The dispute arose out of a Power Purchase Agreement dated 26 May 1995 (the “PPA”), concluded between the Respondent and Independent Power Tanzania Limited (“IPTL”). The Claimant brought its ICSID claim in its capacity as Security Agent as assignee of IPTL’s rights. The Respondent is an entity wholly owned by the United Republic of Tanzania, and designated to stand in an ICSID arbitration as an agency of Tanzania.

The Claimant originally sought a declaration from the Tribunal that the Respondent owed it outstanding payments under the PPA in the sum of US$ 258.7 million or a declaration that it owed a sum sufficient to discharge the Claimant’s loan to IPTL in full, and an order to pay US$ 138 million to discharge its loan or to pay the amount under the PPA.

In its decision on jurisdiction and liability of 12 February 2014 (the “Decision”), the Tribunal was concerned that an order requiring the Respondent to pay the Claimant could have interfered with IPTL’s administrator’s or liquidator’s rights (if one had been appointed, which the Tribunal believed was a real possibility), and therefore decided that while it could make a declaration of the amount owed by the Respondent to the Claimant, it could not make an order for payment of that amount.

The Claimant subsequently argued that the Respondent had misled the Tribunal by failing to disclose that it had settled a dispute with IPTL under the PPA, making the possibility of IPTL being put into liquidation much more remote, and had emptied an escrow account of funds (which funds the Tribunal had believed, at the time of the Decision, would provide some protection for the interests of the Claimant in collecting any judgment).

The Claimant argued that the Tribunal had the power to reconsider its Decision under the ICSID Convention (“Convention”) or the ICSID Arbitration Rules (“Rules”).

The Tribunal observed that there is nothing in the Convention or the Rules expressly addressing the question of reconsideration of a decision.

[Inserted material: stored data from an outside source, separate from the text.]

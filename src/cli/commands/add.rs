//! `credvault add` — add or update the credentials for a service.

use std::io::{self, IsTerminal, Read};

use zeroize::Zeroizing;

use crate::cli::output;
use crate::cli::{load_settings, open_vault, prompt_secret, prompt_text, Cli};
use crate::config::Settings;
use crate::errors::Result;
use crate::vault::Vault;

/// Execute the `add` command.
pub fn execute(
    cli: &Cli,
    service: &str,
    username: Option<&str>,
    generate: bool,
    length: Option<usize>,
) -> Result<()> {
    let settings = load_settings()?;

    // Gather the credential before touching the vault so a bad length
    // or an aborted prompt never unlocks anything.
    let username = match username {
        Some(u) => u.to_string(),
        None => prompt_text("Username")?,
    };

    let entered = if generate || length.is_some() {
        None
    } else if !io::stdin().is_terminal() {
        // Piped input (stdin is not a terminal).
        let mut buf = Zeroizing::new(String::new());
        io::stdin().read_to_string(&mut buf)?;
        Some(Zeroizing::new(buf.trim_end().to_string()))
    } else {
        Some(prompt_secret("Password (leave empty to generate one)")?)
    };

    // Empty input means "generate one", on a pipe as on a prompt.
    let (password, generated) = match entered {
        Some(pw) if !pw.is_empty() => (pw, false),
        _ => {
            let len = generated_length(&settings, length);
            (Zeroizing::new(Vault::generate_password(len)?), true)
        }
    };

    let mut vault = open_vault(cli, &settings, true)?;
    store(&mut vault, service, &username, &password)?;

    if generated {
        output::info(&format!("Generated password: {}", password.as_str()));
    }
    Ok(())
}

/// Store one credential in an unlocked vault and report the outcome.
///
/// Shared with the interactive shell.
pub fn store(vault: &mut Vault, service: &str, username: &str, password: &str) -> Result<()> {
    let existed = vault.get(service)?.is_some();
    vault.add(service, username, password)?;

    let verb = if existed { "updated" } else { "added" };
    output::success(&format!(
        "Credentials for '{service}' {verb} ({} total)",
        vault.len()?
    ));
    Ok(())
}

/// Resolve the length for a generated password.
pub(crate) fn generated_length(settings: &Settings, length: Option<usize>) -> usize {
    length.unwrap_or(settings.generated_password_length)
}
//! `credvault list` — display all stored services in a table.

use crate::cli::output;
use crate::cli::{load_settings, open_vault, Cli};
use crate::errors::Result;

/// Execute the `list` command.
pub fn execute(cli: &Cli) -> Result<()> {
    let settings = load_settings()?;
    let vault = open_vault(cli, &settings, false)?;

    let services = vault.list_entries()?;
    output::info(&format!(
        "{} — {} service(s)",
        vault.path().display(),
        services.len()
    ));
    output::print_services_table(&services);

    Ok(())
}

The Tribunal considered whether, notwithstanding the lack of any provision in the Convention relating to the finality of decisions, a decision of a tribunal is nevertheless final and thus not subject to being re-examined.

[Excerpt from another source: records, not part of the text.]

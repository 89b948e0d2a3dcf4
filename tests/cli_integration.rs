//! Integration tests for the CredVault CLI.
//!
//! These tests exercise the binary end-to-end using `assert_cmd`.
//! The master password is supplied through `CREDVAULT_PASSWORD` and
//! credential passwords through stdin, so no terminal is needed.

use assert_cmd::Command;
use assert_fs::prelude::*;
use assert_fs::TempDir;
use predicates::prelude::*;

const MASTER: &str = "correct-horse";

/// Fast Argon2 settings so each invocation stays quick.
const FAST_CONFIG: &str = "argon2_memory_kib = 8192\nargon2_iterations = 1\nargon2_parallelism = 1\n";

/// Helper: get a Command pointing at the credvault binary.
fn credvault() -> Command {
    #[allow(deprecated)]
    let mut cmd = Command::cargo_bin("credvault").expect("binary should exist");
    cmd.env_remove("CREDVAULT_FILE")
        .env_remove("CREDVAULT_PASSWORD")
        .env_remove("RUST_LOG");
    cmd
}

/// A temp dir with a fast config file, and a command running inside it.
fn workspace() -> TempDir {
    let tmp = TempDir::new().unwrap();
    tmp.child(".credvault.toml").write_str(FAST_CONFIG).unwrap();
    tmp
}

fn in_workspace(tmp: &TempDir) -> Command {
    let mut cmd = credvault();
    cmd.current_dir(tmp.path()).env("CREDVAULT_PASSWORD", MASTER);
    cmd
}

fn add(tmp: &TempDir, service: &str, username: &str, password: &str) {
    in_workspace(tmp)
        .args(["add", service, "-u", username])
        .write_stdin(format!("{password}\n"))
        .assert()
        .success();
}

#[test]
fn help_flag_shows_usage() {
    credvault()
        .arg("--help")
        .assert()
        .success()
        .stdout(predicate::str::contains("Encrypted local password manager"))
        .stdout(predicate::str::contains("add"))
        .stdout(predicate::str::contains("get"))
        .stdout(predicate::str::contains("list"))
        .stdout(predicate::str::contains("delete"))
        .stdout(predicate::str::contains("generate"))
        .stdout(predicate::str::contains("shell"));
}

#[test]
fn version_flag_shows_version() {
    credvault()
        .arg("--version")
        .assert()
        .success()
        .stdout(predicate::str::contains("credvault"));
}

#[test]
fn no_args_shows_help() {
    credvault()
        .assert()
        .failure()
        .stderr(predicate::str::contains("Usage"));
}

#[test]
fn generate_prints_password_of_requested_length() {
    let tmp = TempDir::new().unwrap();
    let output = credvault()
        .current_dir(tmp.path())
        .args(["generate", "--length", "20"])
        .output()
        .unwrap();
    assert!(output.status.success());

    let stdout = String::from_utf8(output.stdout).unwrap();
    let password = stdout.trim_end_matches('\n');
    assert_eq!(password.chars().count(), 20);
    assert!(password.chars().all(|c| c.is_ascii_graphic()));
}

#[test]
fn generate_zero_length_fails() {
    let tmp = TempDir::new().unwrap();
    credvault()
        .current_dir(tmp.path())
        .args(["generate", "--length", "0"])
        .assert()
        .failure()
        .stderr(predicate::str::contains("Invalid length"));
}

#[test]
fn add_get_list_delete_flow() {
    let tmp = workspace();
    add(&tmp, "github.com", "alice", "p@ss1");
    tmp.child("passwords.vault").assert(predicate::path::exists());

    in_workspace(&tmp)
        .args(["get", "github.com"])
        .assert()
        .success()
        .stdout(predicate::str::contains("alice"))
        .stdout(predicate::str::contains("p@ss1"));

    add(&tmp, "gitlab.com", "bob", "hunter2");
    in_workspace(&tmp)
        .arg("list")
        .assert()
        .success()
        .stdout(predicate::str::contains("github.com"))
        .stdout(predicate::str::contains("gitlab.com"))
        .stdout(predicate::str::contains("p@ss1").not());

    in_workspace(&tmp)
        .args(["delete", "github.com", "--force"])
        .assert()
        .success();

    in_workspace(&tmp)
        .args(["get", "github.com"])
        .assert()
        .failure()
        .stderr(predicate::str::contains("No credentials stored"));
}

#[test]
fn add_with_generate_reports_the_password() {
    let tmp = workspace();
    in_workspace(&tmp)
        .args(["add", "example.org", "-u", "carol", "--length", "24"])
        .assert()
        .success()
        .stderr(predicate::str::contains("Generated password"));
}

#[test]
fn empty_piped_password_generates_one() {
    let tmp = workspace();
    in_workspace(&tmp)
        .args(["add", "svc", "-u", "bob"])
        .write_stdin("\n")
        .assert()
        .success()
        .stderr(predicate::str::contains("Generated password"));

    let output = in_workspace(&tmp).args(["get", "svc"]).output().unwrap();
    assert!(output.status.success());
    let stdout = String::from_utf8(output.stdout).unwrap();
    let password = stdout
        .lines()
        .find_map(|line| line.strip_prefix("Password: "))
        .expect("password line");
    assert_eq!(password.chars().count(), 16);
}

#[test]
fn vault_flag_selects_another_file() {
    let tmp = workspace();
    in_workspace(&tmp)
        .args(["--vault", "work.vault", "add", "jira", "-u", "me", "--generate"])
        .assert()
        .success();

    tmp.child("work.vault").assert(predicate::path::exists());
    tmp.child("passwords.vault").assert(predicate::path::missing());
}

#[test]
fn get_on_missing_vault_fails() {
    let tmp = workspace();
    in_workspace(&tmp)
        .args(["get", "github.com"])
        .assert()
        .failure()
        .stderr(predicate::str::contains("Vault not found"));

    tmp.child("passwords.vault").assert(predicate::path::missing());
}

#[test]
fn wrong_password_fails() {
    let tmp = workspace();
    add(&tmp, "github.com", "alice", "p@ss1");

    in_workspace(&tmp)
        .env("CREDVAULT_PASSWORD", "not-the-password")
        .args(["get", "github.com"])
        .assert()
        .failure()
        .stderr(predicate::str::contains("Authentication failed"))
        .stdout(predicate::str::contains("p@ss1").not());
}

#[test]
fn short_master_password_cannot_create_a_vault() {
    let tmp = workspace();
    in_workspace(&tmp)
        .env("CREDVAULT_PASSWORD", "short")
        .args(["add", "github.com", "-u", "alice", "--generate"])
        .assert()
        .failure()
        .stderr(predicate::str::contains("at least 8 characters"));

    tmp.child("passwords.vault").assert(predicate::path::missing());
}

#[test]
fn garbage_vault_is_reported_as_invalid() {
    let tmp = workspace();
    tmp.child("passwords.vault").write_binary(&[0u8; 128]).unwrap();

    in_workspace(&tmp)
        .arg("list")
        .assert()
        .failure()
        .stderr(predicate::str::contains("Invalid vault format"));
}

#[test]
fn bad_config_file_is_reported() {
    let tmp = TempDir::new().unwrap();
    tmp.child(".credvault.toml").write_str("not valid {{toml").unwrap();

    credvault()
        .current_dir(tmp.path())
        .arg("generate")
        .assert()
        .failure()
        .stderr(predicate::str::contains("Config file error"));
}

#[test]
fn completions_unknown_shell_is_rejected() {
    credvault()
        .args(["completions", "csh"])
        .assert()
        .failure()
        .stderr(predicate::str::contains("invalid value"));
}

#[test]
fn completions_bash_generates_script() {
    credvault()
        .args(["completions", "bash"])
        .assert()
        .success()
        .stdout(predicate::str::contains("credvault"));
}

The Tribunal opined that, to the extent that the Tribunal in ConocoPhillips v Venezuela (ICSID Case No. ARB/07/30) stated that all decisions of ICSID tribunals are final, such a statement was, at the very least, too broad. The Tribunal’s view was that it is incorrect to characterise the decisions of ICSID tribunals, as opposed to their awards, as final; decisions are binding within the scope of the proceedings but do not impose obligations upon the parties or other Contracting States outside the proceedings as is the case with awards.

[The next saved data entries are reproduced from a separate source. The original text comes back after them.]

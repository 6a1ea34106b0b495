use derive_more::Constructor;

/// Default sample rate used before the host tells us the real one
pub const DEFAULT_SAMPLE_RATE: f32 = 44100.;

/// Levels below this are flushed to zero so a decaying envelope never turns
/// subnormal
const LEVEL_FLOOR: f32 = 1e-20;

/// Parameter values for one block.
///
/// The processor copies the host parameters into this once at the start of
/// every block, so an automation change can never land halfway through a
/// block.
#[derive(Debug, Clone, Copy, PartialEq, Constructor)]
pub struct GateSettings {
    /// Level the smoothed side-chain has to reach to open the gate
    pub threshold: f32,

    /// Smoothing coefficient of the envelope follower, 0 = no memory, 1 = frozen
    pub alpha: f32,
}

/// A side-chain keyed noise gate.
///
/// The side-chain channels are averaged into a single control signal, which
/// goes through a one-pole low-pass (a leaky integrator):
///
/// `level = alpha * level + (1 - alpha) * mix`
///
/// Whenever `level` reaches the threshold, the hold counter is re-armed to one
/// second worth of samples. The main signal passes unchanged while the counter
/// is non-zero and is replaced by silence otherwise. There is no attack or
/// release ramp, the gate switches hard.
///
/// The hold time is fixed to one second and follows the sample rate, it is not
/// a parameter.
#[derive(Debug)]
pub struct EnvelopeGate {
    /// Smoothed side-chain level
    level: f32,

    /// Remaining samples before the gate closes
    hold: u32,

    /// Number of samples the gate stays open after a detection
    hold_length: u32,
}

impl EnvelopeGate {
    pub fn new(sample_rate: f32) -> Self {
        Self {
            level: 0.,
            hold: 0,
            hold_length: Self::hold_length_for(sample_rate),
        }
    }

    fn hold_length_for(sample_rate: f32) -> u32 {
        // Truncation is intended, a 44.1kHz host holds for exactly 44100 samples
        sample_rate.max(0.) as u32
    }

    /// Updates the sample rate, and with it the length of the hold window.
    ///
    /// A hold already in progress keeps counting down from where it was.
    pub fn set_sample_rate(&mut self, sample_rate: f32) {
        self.hold_length = Self::hold_length_for(sample_rate);
    }

    /// Forgets the envelope and closes the gate.
    pub fn reset(&mut self) {
        self.level = 0.;
        self.hold = 0;
    }

    pub fn level(&self) -> f32 {
        self.level
    }

    pub fn hold_samples(&self) -> u32 {
        self.hold
    }

    pub fn hold_length(&self) -> u32 {
        self.hold_length
    }

    /// Whether the next sample would pass if the side-chain stopped triggering.
    pub fn is_open(&self) -> bool {
        self.hold > 0
    }

    /// Advances the envelope and the hold counter by one sample.
    ///
    /// Returns `true` if the main signal passes for this sample.
    #[inline]
    fn tick(&mut self, settings: GateSettings, mix: f32) -> bool {
        let level = settings.alpha * self.level + (1. - settings.alpha) * mix;
        // A single NaN or inf sample would otherwise stick until the next reset
        self.level = if !level.is_finite() || level.abs() < LEVEL_FLOOR {
            0.
        } else {
            level
        };

        if self.level >= settings.threshold {
            self.hold = self.hold_length;
        }

        let open = self.hold > 0;
        if open {
            self.hold -= 1;
        }
        open
    }

    /// Runs the gate for a single sample.
    ///
    /// `side_chain` holds the value of every side-chain channel at this
    /// sample. An empty frame counts as silence.
    pub fn process_frame(&mut self, settings: GateSettings, side_chain: &[f32]) -> bool {
        let mix = if side_chain.is_empty() {
            0.
        } else {
            side_chain.iter().sum::<f32>() / side_chain.len() as f32
        };
        self.tick(settings, mix)
    }

    /// Gates a whole block in place.
    ///
    /// Every channel of `main` is processed, the block length is the length of
    /// the first main channel. A side-chain channel that is shorter than the
    /// block reads as zeros past its end, and no side-chain at all is treated
    /// as a silent one.
    ///
    /// Does not allocate.
    pub fn process_block<M, S>(&mut self, settings: GateSettings, main: &mut [M], side_chain: &[S])
    where
        M: AsMut<[f32]>,
        S: AsRef<[f32]>,
    {
        let num_samples = main.first_mut().map_or(0, |ch| ch.as_mut().len());
        let num_side = side_chain.len();

        for j in 0..num_samples {
            let mix = if num_side == 0 {
                0.
            } else {
                side_chain
                    .iter()
                    .map(|ch| ch.as_ref().get(j).copied().unwrap_or(0.))
                    .sum::<f32>()
                    / num_side as f32
            };

            if !self.tick(settings, mix) {
                for channel in main.iter_mut() {
                    if let Some(sample) = channel.as_mut().get_mut(j) {
                        *sample = 0.;
                    }
                }
            }
        }
    }
}

impl Default for EnvelopeGate {
    fn default() -> Self {
        Self::new(DEFAULT_SAMPLE_RATE)
    }
}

The Tribunal observed that the context in which the Decision was made was substantially different from that which the Tribunal had been led to believe, and that the facts the Respondent failed to disclose were material and would have had an impact on its decision not to make an order for payment. The Tribunal therefore concluded that there were grounds for revisiting its decision and reversing its original conclusion, and it decided that it could make an order for payment of the amount owed by the Respondent to the Claimant. The Tribunal ordered that the Respondent pay to the Claimant US$ 148.4 million plus interest.


The Tribunal’s decision to reopen and reverse its original decision is significant in light of the absence of specifically relevant provisions in the Convention and the Rules, and ICSID tribunals’ previous refusals to re-examine their decisions. The decision emphasises an important distinction in the finality of rulings that are not expressly designated as final and awards issued by the tribunal; unless otherwise stated, decisions made prior to a final award can be reopened by the same tribunal if, on the basis of new and material evidence emerging following that decision, the tribunal might have reached a different decision.